▸ **Try it**
Report every line of the listing below in which the string "records" appears.

▸ **Recorded data**
___

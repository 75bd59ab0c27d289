//! Package-data presence rule

use super::{present, AuditRule, RuleAction};
use crate::model::PackageConfig;

/// Flags records whose `packageData` payload is absent.
///
/// The payload drives the rendered pricing cards and cannot be reconstructed
/// from anything else in the record, so there is no auto-fix: absence always
/// goes to manual review.
pub struct PackageDataRule;

impl AuditRule for PackageDataRule {
    fn id(&self) -> &str {
        "package_data"
    }

    fn name(&self) -> &str {
        "Package data presence"
    }

    fn description(&self) -> &str {
        "Flags records missing the packageData payload for manual review"
    }

    fn evaluate(&self, record: &PackageConfig) -> Vec<RuleAction> {
        if present(record.package_data.as_ref()).is_some() {
            return vec![];
        }

        vec![RuleAction::Flag {
            description: format!(
                "{}: packageData is missing and must be restored manually",
                record.label()
            ),
        }]
    }
}

#[cfg(test)]
mod tests {
    use super::*;
    use serde_json::{json, Value};

    #[test]
    fn test_absent_payload_is_flagged_never_repaired() {
        for value in [None, Some(Value::Null)] {
            let mut record = PackageConfig::with_id("rec_data");
            record.package_data = value;

            let actions = PackageDataRule.evaluate(&record);
            assert_eq!(actions.len(), 1);
            assert!(!actions[0].is_repair());
            assert!(actions[0].description().contains("packageData"));
        }
    }

    #[test]
    fn test_present_payload_passes() {
        let mut record = PackageConfig::with_id("rec_data");
        record.package_data = Some(json!({"cards": []}));
        assert!(PackageDataRule.evaluate(&record).is_empty());
    }
}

___

▸ **Task output**
/// Flags records whose `packageData` payload is absent.
        "Flags records missing the packageData payload for manual review"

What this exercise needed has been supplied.